[EXERCISE AIM]:
Each line of the records below that holds "retries" should be returned.

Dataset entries
-----

//! Typed Dockerfile instructions.
//!
//! Each variant knows its keyword and renders to exactly one line of
//! Dockerfile text. Rendering never validates instruction order; that is
//! the sequence's job at write time.

use serde::{Deserialize, Serialize};
use std::time::Duration;

/// Source image reference for a `FROM` instruction.
#[derive(Debug, Clone, PartialEq, Eq, Serialize, Deserialize)]
pub struct BaseImage {
    pub image: String,
    pub platform: Option<String>,
    pub stage: Option<String>,
}

impl BaseImage {
    pub fn new(image: impl Into<String>) -> Self {
        Self {
            image: image.into(),
            platform: None,
            stage: None,
        }
    }

    /// Target platform, rendered as `--platform=<value>`.
    pub fn platform(mut self, platform: impl Into<String>) -> Self {
        self.platform = Some(platform.into());
        self
    }

    /// Build stage alias, rendered as `AS <name>`.
    pub fn stage(mut self, stage: impl Into<String>) -> Self {
        self.stage = Some(stage.into());
        self
    }
}

/// Source/destination pair for an `ADD` instruction.
#[derive(Debug, Clone, PartialEq, Eq, Serialize, Deserialize)]
pub struct FileSpec {
    pub src: String,
    pub dest: String,
    pub chown: Option<String>,
}

impl FileSpec {
    pub fn new(src: impl Into<String>, dest: impl Into<String>) -> Self {
        Self {
            src: src.into(),
            dest: dest.into(),
            chown: None,
        }
    }

    pub fn chown(mut self, chown: impl Into<String>) -> Self {
        self.chown = Some(chown.into());
        self
    }
}

/// Source/destination pair for a `COPY` instruction, optionally reading
/// from an earlier build stage.
#[derive(Debug, Clone, PartialEq, Eq, Serialize, Deserialize)]
pub struct CopySpec {
    pub src: String,
    pub dest: String,
    pub chown: Option<String>,
    pub from_stage: Option<String>,
}

impl CopySpec {
    pub fn new(src: impl Into<String>, dest: impl Into<String>) -> Self {
        Self {
            src: src.into(),
            dest: dest.into(),
            chown: None,
            from_stage: None,
        }
    }

    pub fn chown(mut self, chown: impl Into<String>) -> Self {
        self.chown = Some(chown.into());
        self
    }

    /// Copy from a named build stage, rendered as `--from=<stage>`.
    pub fn from_stage(mut self, stage: impl Into<String>) -> Self {
        self.from_stage = Some(stage.into());
        self
    }
}

/// `HEALTHCHECK` parameters; only the command is mandatory.
#[derive(Debug, Clone, PartialEq, Eq, Serialize, Deserialize)]
pub struct Healthcheck {
    pub cmd: String,
    pub interval: Option<Duration>,
    pub timeout: Option<Duration>,
    pub start_period: Option<Duration>,
    pub retries: Option<u32>,
}

impl Healthcheck {
    pub fn new(cmd: impl Into<String>) -> Self {
        Self {
            cmd: cmd.into(),
            interval: None,
            timeout: None,
            start_period: None,
            retries: None,
        }
    }

    pub fn interval(mut self, interval: Duration) -> Self {
        self.interval = Some(interval);
        self
    }

    pub fn timeout(mut self, timeout: Duration) -> Self {
        self.timeout = Some(timeout);
        self
    }

    pub fn start_period(mut self, start_period: Duration) -> Self {
        self.start_period = Some(start_period);
        self
    }

    pub fn retries(mut self, retries: u32) -> Self {
        self.retries = Some(retries);
        self
    }
}

/// One line of a Dockerfile.
///
/// Shell-form instructions carry a single string, exec-form instructions a
/// list rendered as a JSON-style array, and key/value instructions an
/// ordered pair list rendered as `k=v` tokens with whitespace-aware
/// quoting. `Generic` carries a raw line verbatim for anything without a
/// dedicated variant.
#[derive(Debug, Clone, PartialEq, Eq, Serialize, Deserialize)]
pub enum Instruction {
    From(BaseImage),
    Arg(String),
    Run(String),
    Cmd(Vec<String>),
    Expose(Vec<u16>),
    Env(Vec<(String, String)>),
    Add(FileSpec),
    Copy(CopySpec),
    Entrypoint(Vec<String>),
    Volume(Vec<String>),
    User(String),
    Workdir(String),
    OnBuild(String),
    Label(Vec<(String, String)>),
    Healthcheck(Healthcheck),
    Comment(String),
    Generic(String),
}

impl Instruction {
    /// The Dockerfile keyword, e.g. `FROM` for a `From` instruction.
    /// Generic instructions report the first word of their raw text.
    pub fn keyword(&self) -> &str {
        match self {
            Instruction::From(_) => "FROM",
            Instruction::Arg(_) => "ARG",
            Instruction::Run(_) => "RUN",
            Instruction::Cmd(_) => "CMD",
            Instruction::Expose(_) => "EXPOSE",
            Instruction::Env(_) => "ENV",
            Instruction::Add(_) => "ADD",
            Instruction::Copy(_) => "COPY",
            Instruction::Entrypoint(_) => "ENTRYPOINT",
            Instruction::Volume(_) => "VOLUME",
            Instruction::User(_) => "USER",
            Instruction::Workdir(_) => "WORKDIR",
            Instruction::OnBuild(_) => "ONBUILD",
            Instruction::Label(_) => "LABEL",
            Instruction::Healthcheck(_) => "HEALTHCHECK",
            Instruction::Comment(_) => "#",
            Instruction::Generic(raw) => raw.split_whitespace().next().unwrap_or(""),
        }
    }

    /// The full rendered line. Empty for exec-form and key/value
    /// instructions with no items; the writer skips empty lines.
    pub fn text(&self) -> String {
        match self {
            Instruction::From(from) => {
                let mut text = String::from("FROM");
                if let Some(platform) = &from.platform {
                    text.push_str(&format!(" --platform={}", platform));
                }
                text.push(' ');
                text.push_str(&from.image);
                if let Some(stage) = &from.stage {
                    text.push_str(&format!(" AS {}", stage));
                }
                text
            }
            Instruction::Arg(arg) => format!("ARG {}", arg),
            Instruction::Run(command) => format!("RUN {}", command),
            Instruction::Cmd(command) => render_exec_form("CMD", command),
            Instruction::Expose(ports) => {
                if ports.is_empty() {
                    String::new()
                } else {
                    let rendered: Vec<String> = ports.iter().map(|p| p.to_string()).collect();
                    format!("EXPOSE {}", rendered.join(" "))
                }
            }
            Instruction::Env(pairs) => render_pairs("ENV", pairs),
            Instruction::Add(file) => {
                let mut text = String::from("ADD");
                if let Some(chown) = &file.chown {
                    text.push_str(&format!(" --chown={}", chown));
                }
                text.push_str(&format!(" {} {}", file.src, file.dest));
                text
            }
            Instruction::Copy(copy) => {
                let mut text = String::from("COPY");
                if let Some(stage) = &copy.from_stage {
                    text.push_str(&format!(" --from={}", stage));
                }
                if let Some(chown) = &copy.chown {
                    text.push_str(&format!(" --chown={}", chown));
                }
                text.push_str(&format!(" {} {}", copy.src, copy.dest));
                text
            }
            Instruction::Entrypoint(command) => render_exec_form("ENTRYPOINT", command),
            Instruction::Volume(volumes) => render_exec_form("VOLUME", volumes),
            Instruction::User(user) => format!("USER {}", user),
            Instruction::Workdir(dir) => format!("WORKDIR {}", dir),
            Instruction::OnBuild(inner) => format!("ONBUILD {}", inner),
            Instruction::Label(pairs) => render_pairs("LABEL", pairs),
            Instruction::Healthcheck(check) => {
                let mut text = String::from("HEALTHCHECK");
                if let Some(interval) = check.interval {
                    text.push_str(&format!(" --interval={}s", interval.as_secs()));
                }
                if let Some(timeout) = check.timeout {
                    text.push_str(&format!(" --timeout={}s", timeout.as_secs()));
                }
                if let Some(start_period) = check.start_period {
                    text.push_str(&format!(" --start-period={}s", start_period.as_secs()));
                }
                if let Some(retries) = check.retries {
                    text.push_str(&format!(" --retries={}", retries));
                }
                text.push_str(&format!(" CMD {}", check.cmd));
                text
            }
            Instruction::Comment(comment) => format!("# {}", comment),
            Instruction::Generic(raw) => raw.clone(),
        }
    }
}

/// Render `KEYWORD ["a", "b"]`; empty input renders empty.
fn render_exec_form(keyword: &str, items: &[String]) -> String {
    if items.is_empty() {
        String::new()
    } else {
        format!("{} [\"{}\"]", keyword, items.join("\", \""))
    }
}

/// Render `KEYWORD k1=v1 k2=v2` in pair order. Keys and values containing
/// whitespace are double-quoted unless already quoted; embedded newlines
/// in values become backslash continuations.
fn render_pairs(keyword: &str, pairs: &[(String, String)]) -> String {
    if pairs.is_empty() {
        return String::new();
    }
    let joined: Vec<String> = pairs
        .iter()
        .map(|(k, v)| {
            let key = if is_unquoted_with_whitespace(k) {
                to_quoted(k)
            } else {
                k.clone()
            };
            let value = if is_unquoted_with_whitespace(v) {
                to_quoted(v)
            } else {
                v.clone()
            };
            format!("{}={}", key, continue_newlines(&value))
        })
        .collect();
    format!("{} {}", keyword, joined.join(" "))
}

fn is_unquoted_with_whitespace(s: &str) -> bool {
    let already_quoted = s.len() >= 2 && s.starts_with('"') && s.ends_with('"');
    !already_quoted && s.chars().any(|c| c == ' ' || c == '\n')
}

fn to_quoted(s: &str) -> String {
    format!("\"{}\"", s.replace('"', "\\\""))
}

fn continue_newlines(s: &str) -> String {
    s.replace("\r\n", "\n").replace('\n', "\\\n")
}

#[cfg(test)]
mod tests {
    use super::*;

    #[test]
    fn test_from_renders_image() {
        let instruction = Instruction::From(BaseImage::new("ubuntu:24.04"));
        assert_eq!(instruction.keyword(), "FROM");
        assert_eq!(instruction.text(), "FROM ubuntu:24.04");
    }

    #[test]
    fn test_from_renders_platform_and_stage() {
        let instruction = Instruction::From(
            BaseImage::new("golang:1.22")
                .platform("linux/amd64")
                .stage("builder"),
        );
        assert_eq!(
            instruction.text(),
            "FROM --platform=linux/amd64 golang:1.22 AS builder"
        );
    }

    #[test]
    fn test_shell_form_instructions() {
        assert_eq!(
            Instruction::Run("apt-get update".to_string()).text(),
            "RUN apt-get update"
        );
        assert_eq!(
            Instruction::Workdir("/app".to_string()).text(),
            "WORKDIR /app"
        );
        assert_eq!(Instruction::User("nobody".to_string()).text(), "USER nobody");
        assert_eq!(
            Instruction::Arg("VERSION=1.0".to_string()).text(),
            "ARG VERSION=1.0"
        );
        assert_eq!(
            Instruction::OnBuild("RUN make".to_string()).text(),
            "ONBUILD RUN make"
        );
    }

    #[test]
    fn test_exec_form_renders_json_array() {
        let instruction = Instruction::Entrypoint(vec![
            "java".to_string(),
            "-jar".to_string(),
            "app.jar".to_string(),
        ]);
        assert_eq!(instruction.text(), "ENTRYPOINT [\"java\", \"-jar\", \"app.jar\"]");
    }

    #[test]
    fn test_empty_exec_form_renders_empty() {
        assert_eq!(Instruction::Cmd(Vec::new()).text(), "");
        assert_eq!(Instruction::Volume(Vec::new()).text(), "");
    }

    #[test]
    fn test_expose_joins_ports() {
        let instruction = Instruction::Expose(vec![8080, 9090]);
        assert_eq!(instruction.text(), "EXPOSE 8080 9090");
    }

    #[test]
    fn test_env_pairs_keep_order() {
        let instruction = Instruction::Env(vec![
            ("PATH".to_string(), "/usr/local/bin".to_string()),
            ("LANG".to_string(), "C.UTF-8".to_string()),
        ]);
        assert_eq!(instruction.text(), "ENV PATH=/usr/local/bin LANG=C.UTF-8");
    }

    #[test]
    fn test_label_value_with_spaces_is_quoted() {
        let instruction = Instruction::Label(vec![(
            "maintainer".to_string(),
            "Jane Doe".to_string(),
        )]);
        assert_eq!(instruction.text(), "LABEL maintainer=\"Jane Doe\"");
    }

    #[test]
    fn test_label_inner_quotes_escaped() {
        let instruction = Instruction::Label(vec![(
            "description".to_string(),
            "a \"quoted\" value".to_string(),
        )]);
        assert_eq!(
            instruction.text(),
            "LABEL description=\"a \\\"quoted\\\" value\""
        );
    }

    #[test]
    fn test_label_already_quoted_value_untouched() {
        let instruction = Instruction::Label(vec![(
            "note".to_string(),
            "\"already quoted\"".to_string(),
        )]);
        assert_eq!(instruction.text(), "LABEL note=\"already quoted\"");
    }

    #[test]
    fn test_label_newlines_become_continuations() {
        let instruction = Instruction::Label(vec![(
            "multi".to_string(),
            "line one\r\nline two".to_string(),
        )]);
        assert_eq!(instruction.text(), "LABEL multi=\"line one\\\nline two\"");
    }

    #[test]
    fn test_copy_with_stage_and_chown() {
        let instruction = Instruction::Copy(
            CopySpec::new("target/app.jar", "/app/app.jar")
                .from_stage("builder")
                .chown("app:app"),
        );
        assert_eq!(
            instruction.text(),
            "COPY --from=builder --chown=app:app target/app.jar /app/app.jar"
        );
    }

    #[test]
    fn test_add_with_chown() {
        let instruction =
            Instruction::Add(FileSpec::new("dist.tar.gz", "/opt").chown("1000:1000"));
        assert_eq!(instruction.text(), "ADD --chown=1000:1000 dist.tar.gz /opt");
    }

    #[test]
    fn test_healthcheck_renders_options_before_cmd() {
        let instruction = Instruction::Healthcheck(
            Healthcheck::new("curl -f http://localhost/ || exit 1")
                .interval(Duration::from_secs(30))
                .timeout(Duration::from_secs(3))
                .retries(5),
        );
        assert_eq!(
            instruction.text(),
            "HEALTHCHECK --interval=30s --timeout=3s --retries=5 CMD curl -f http://localhost/ || exit 1"
        );
    }

    #[test]
    fn test_comment_renders_with_hash() {
        let instruction = Instruction::Comment("syntax=docker/dockerfile:1".to_string());
        assert_eq!(instruction.keyword(), "#");
        assert_eq!(instruction.text(), "# syntax=docker/dockerfile:1");
    }

    #[test]
    fn test_generic_keyword_is_first_word() {
        let instruction = Instruction::Generic("STOPSIGNAL SIGTERM".to_string());
        assert_eq!(instruction.keyword(), "STOPSIGNAL");
        assert_eq!(instruction.text(), "STOPSIGNAL SIGTERM");
    }
}
impl DockerClient {
    /// Connects to the daemon described by `config` and verifies the
    /// connection with a version handshake.
    ///
    /// # Errors
    ///
    /// Returns `RemoteApiError::Connect` if the daemon is unreachable or
    /// the URL scheme cannot be handled.
    pub async fn connect(config: &DaemonConfig) -> Result<Self, RemoteApiError> {
        let docker = build_docker(config)?;

        let version = docker.version().await.map_err(|e| {
            RemoteApiError::Connect(format!(
                "{e}; is the daemon running at {}?",
                config.url
            ))
        })?;

        debug!(
            url = %config.url,
            daemon_version = version.version.unwrap_or_default(),
            api_version = version.api_version.unwrap_or_default(),
            "Connected to Docker daemon"
        );

        Ok(Self { docker })
    }

    /// Builds an image from a context directory and returns its ID.
    ///
    /// The daemon only accepts one tag per build request, so the first tag
    /// names the build and the rest are applied afterwards via the tag
    /// endpoint.
    pub async fn build_image(
        &self,
        spec: &ImageBuildSpec,
        credentials: Option<&RegistryCredentials>,
    ) -> Result<String, RemoteApiError> {
        let context = archive::pack_build_context(&spec.context_dir)?;
        debug!(
            context = %spec.context_dir.display(),
            bytes = context.len(),
            "Assembled build context"
        );

        let options = BuildImageOptions {
            dockerfile: spec.dockerfile.clone(),
            t: spec.tags.first().cloned().unwrap_or_default(),
            nocache: spec.no_cache,
            pull: spec.pull,
            rm: spec.remove_intermediate,
            buildargs: spec.build_args.clone(),
            ..Default::default()
        };

        let registry_auth = credentials.map(|c| {
            let mut auth = HashMap::new();
            auth.insert(c.url.clone(), DockerCredentials::from(c));
            auth
        });

        let mut stream = self
            .docker
            .build_image(options, registry_auth, Some(context.into()));

        let mut image_id = None;
        while let Some(result) = stream.next().await {
            let progress = result.map_err(|e| RemoteApiError::Build(e.to_string()))?;

            if let Some(line) = progress.stream {
                let line = line.trim_end();
                if !line.is_empty() {
                    info!("{line}");
                }
            }
            if let Some(error) = progress.error {
                return Err(RemoteApiError::Build(error));
            }
            if let Some(BuildInfoAux::Default(id)) = progress.aux {
                image_id = id.id;
            }
        }

        let image_id = image_id
            .ok_or_else(|| RemoteApiError::Build("daemon reported no image ID".to_string()))?;

        for tag in spec.tags.iter().skip(1) {
            self.tag_image(&image_id, tag).await?;
        }

        Ok(image_id)
    }

    /// Applies an additional `repo[:tag]` reference to an existing image.
    pub async fn tag_image(&self, image_id: &str, reference: &str) -> Result<(), RemoteApiError> {
        let (repo, tag) = split_repo_tag(reference);
        let options = TagImageOptions {
            repo: repo.to_string(),
            tag: tag.unwrap_or("latest").to_string(),
        };

        self.docker
            .tag_image(image_id, Some(options))
            .await
            .map_err(|e| RemoteApiError::Build(format!("tagging '{reference}' failed: {e}")))
    }

    /// Pulls an image from a registry.
    pub async fn pull_image(
        &self,
        image: &str,
        credentials: Option<&RegistryCredentials>,
    ) -> Result<(), RemoteApiError> {
        // Digest references go through as-is; repo:tag references pull a
        // single tag, defaulting to latest.
        let options = if image.contains('@') {
            CreateImageOptions {
                from_image: image.to_string(),
                ..Default::default()
            }
        } else {
            let (repo, tag) = split_repo_tag(image);
            CreateImageOptions {
                from_image: repo.to_string(),
                tag: tag.unwrap_or("latest").to_string(),
                ..Default::default()
            }
        };

        let auth = credentials.map(DockerCredentials::from);
        let mut stream = self.docker.create_image(Some(options), None, auth);

        while let Some(result) = stream.next().await {
            let progress = result.map_err(|e| RemoteApiError::Pull {
                image: image.to_string(),
                message: e.to_string(),
            })?;

            if let Some(error) = progress.error {
                return Err(RemoteApiError::Pull {
                    image: image.to_string(),
                    message: error,
                });
            }
            if let Some(status) = progress.status {
                debug!(image, "{status}");
            }
        }

        Ok(())
    }

    /// Pushes a `repo[:tag]` reference to its registry.
    pub async fn push_image(
        &self,
        image: &str,
        credentials: Option<&RegistryCredentials>,
    ) -> Result<(), RemoteApiError> {
        let (repo, tag) = split_repo_tag(image);
        let options = PushImageOptions {
            tag: tag.unwrap_or("latest").to_string(),
        };

        let auth = credentials.map(DockerCredentials::from);
        let mut stream = self.docker.push_image(repo, Some(options), auth);

        while let Some(result) = stream.next().await {
            let progress = result.map_err(|e| RemoteApiError::Push {
                image: image.to_string(),
                message: e.to_string(),
            })?;

            if let Some(error) = progress.error {
                return Err(RemoteApiError::Push {
                    image: image.to_string(),
                    message: error,
                });
            }
            if let Some(status) = progress.status {
                debug!(image, "{status}");
            }
        }

        Ok(())
    }

    /// Lists local images, optionally filtered by a `repo[:tag]` reference
    /// pattern.
    pub async fn list_images(
        &self,
        reference: Option<&str>,
    ) -> Result<Vec<ImageSummary>, RemoteApiError> {
        let mut filters = HashMap::new();
        if let Some(reference) = reference {
            filters.insert("reference".to_string(), vec![reference.to_string()]);
        }

        let options = ListImagesOptions {
            filters,
            ..Default::default()
        };

        self.docker
            .list_images(Some(options))
            .await
            .map_err(|e| RemoteApiError::List(e.to_string()))
    }

    /// True when the image reference resolves locally.
    pub async fn image_exists(&self, image: &str) -> Result<bool, RemoteApiError> {
        match self.docker.inspect_image(image).await {
            Ok(_) => Ok(true),
            Err(BollardError::DockerResponseServerError {
                status_code: 404, ..
            }) => Ok(false),
            Err(e) => Err(RemoteApiError::List(e.to_string())),
        }
    }

    /// Removes a local image.
    pub async fn remove_image(&self, image: &str, force: bool) -> Result<(), RemoteApiError> {
        let options = RemoveImageOptions {
            force,
            noprune: false,
        };

        self.docker
            .remove_image(image, Some(options), None)
            .await
            .map_err(|e| RemoteApiError::RemoveImage {
                image: image.to_string(),
                message: e.to_string(),
            })?;

        Ok(())
    }

    /// Creates a container from an image and returns its ID.
    pub async fn create_container(
        &self,
        image: &str,
        spec: &ContainerSpec,
    ) -> Result<String, RemoteApiError> {
        let mut exposed_ports = HashMap::new();
        let mut port_bindings = HashMap::new();
        for mapping in &spec.port_bindings {
            let (key, binding) = parse_port_binding(mapping);
            exposed_ports.insert(key.clone(), HashMap::new());
            port_bindings.insert(key, Some(vec![binding]));
        }

        let host_config = HostConfig {
            binds: none_if_empty(&spec.binds),
            links: none_if_empty(&spec.links),
            port_bindings: if port_bindings.is_empty() {
                None
            } else {
                Some(port_bindings)
            },
            auto_remove: Some(spec.auto_remove),
            ..Default::default()
        };

        let container_config = Config {
            image: Some(image.to_string()),
            cmd: spec.cmd.clone(),
            entrypoint: spec.entrypoint.clone(),
            env: none_if_empty(&spec.env),
            working_dir: spec.working_dir.clone(),
            user: spec.user.clone(),
            exposed_ports: if exposed_ports.is_empty() {
                None
            } else {
                Some(exposed_ports)
            },
            tty: Some(spec.tty),
            host_config: Some(host_config),
            ..Default::default()
        };

        let options = spec.name.as_ref().map(|name| CreateContainerOptions {
            name: name.clone(),
            platform: None,
        });

        let response = self
            .docker
            .create_container(options, container_config)
            .await
            .map_err(|e| RemoteApiError::Create {
                image: image.to_string(),
                message: e.to_string(),
            })?;

        for warning in &response.warnings {
            warn!(container = %response.id, "{warning}");
        }

        Ok(response.id)
    }

    /// Starts a container.
    pub async fn start_container(&self, id: &str) -> Result<(), RemoteApiError> {
        self.docker
            .start_container(id, None::<StartContainerOptions<String>>)
            .await
            .map_err(|e| RemoteApiError::Start {
                id: id.to_string(),
                message: e.to_string(),
            })
    }

    /// Stops a container, sending SIGKILL after `timeout_secs`.
    pub async fn stop_container(&self, id: &str, timeout_secs: i64) -> Result<(), RemoteApiError> {
        let options = StopContainerOptions { t: timeout_secs };

        self.docker
            .stop_container(id, Some(options))
            .await
            .map_err(|e| RemoteApiError::Stop {
                id: id.to_string(),
                message: e.to_string(),
            })
    }

    /// Removes a container.
    pub async fn remove_container(
        &self,
        id: &str,
        force: bool,
        remove_volumes: bool,
    ) -> Result<(), RemoteApiError> {
        let options = RemoveContainerOptions {
            force,
            v: remove_volumes,
            ..Default::default()
        };

        self.docker
            .remove_container(id, Some(options))
            .await
            .map_err(|e| RemoteApiError::Remove {
                id: id.to_string(),
                message: e.to_string(),
            })
    }

    /// Waits until a container stops and returns its exit code.
    pub async fn wait_container(&self, id: &str) -> Result<i64, RemoteApiError> {
        let options = WaitContainerOptions {
            condition: "not-running",
        };

        let mut stream = self.docker.wait_container(id, Some(options));

        // bollard reports a non-zero exit as a wait error carrying the code.
        let mut status_code = 0;
        while let Some(result) = stream.next().await {
            match result {
                Ok(response) => status_code = response.status_code,
                Err(BollardError::DockerContainerWaitError { code, .. }) => status_code = code,
                Err(e) => {
                    return Err(RemoteApiError::Wait {
                        id: id.to_string(),
                        message: e.to_string(),
                    });
                }
            }
        }

        Ok(status_code)
    }

    /// Streams demuxed log lines from a container.
    pub fn container_logs(
        &self,
        id: &str,
        options: &LogStreamOptions,
    ) -> Pin<Box<dyn Stream<Item = Result<LogLine, RemoteApiError>> + Send>> {
        let bollard_options = LogsOptions::<String> {
            follow: options.follow,
            stdout: options.stdout,
            stderr: options.stderr,
            timestamps: options.timestamps,
            since: options.since.unwrap_or(0),
            tail: options
                .tail
                .map(|n| n.to_string())
                .unwrap_or_else(|| "all".to_string()),
            ..Default::default()
        };

        let frames = self.docker.logs(id, Some(bollard_options));
        logs::demux(id.to_string(), frames)
    }
}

-----

[WORKED SOLUTION]:
    pub retries: Option<u32>,
            retries: None,
    pub fn retries(mut self, retries: u32) -> Self {
        self.retries = Some(retries);
                if let Some(retries) = check.retries {
                    text.push_str(&format!(" --retries={}", retries));
                .retries(5),
            "HEALTHCHECK --interval=30s --timeout=3s --retries=5 CMD curl -f http://localhost/ || exit 1"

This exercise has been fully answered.